> _Assignment_
Each entry listed below should be reproduced word for word.

---

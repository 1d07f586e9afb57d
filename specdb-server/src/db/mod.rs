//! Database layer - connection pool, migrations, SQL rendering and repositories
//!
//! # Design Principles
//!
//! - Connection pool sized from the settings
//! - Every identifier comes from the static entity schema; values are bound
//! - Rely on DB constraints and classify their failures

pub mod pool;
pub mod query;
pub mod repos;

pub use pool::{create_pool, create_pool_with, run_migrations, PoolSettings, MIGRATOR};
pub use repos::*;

---

> _Expected output_
repository 1d07f586e9afb57d
filename specdb-server/src/db/mod.rs
//! Database layer - connection pool, migrations, SQL rendering and repositories
//!
//! # Design Principles
//!
//! - Connection pool sized from the settings
//! - Every identifier comes from the static entity schema; values are bound
//! - Rely on DB constraints and classify their failures

pub mod pool;
pub mod query;
pub mod repos;

pub use pool::{create_pool, create_pool_with, run_migrations, PoolSettings, MIGRATOR};
pub use repos::*;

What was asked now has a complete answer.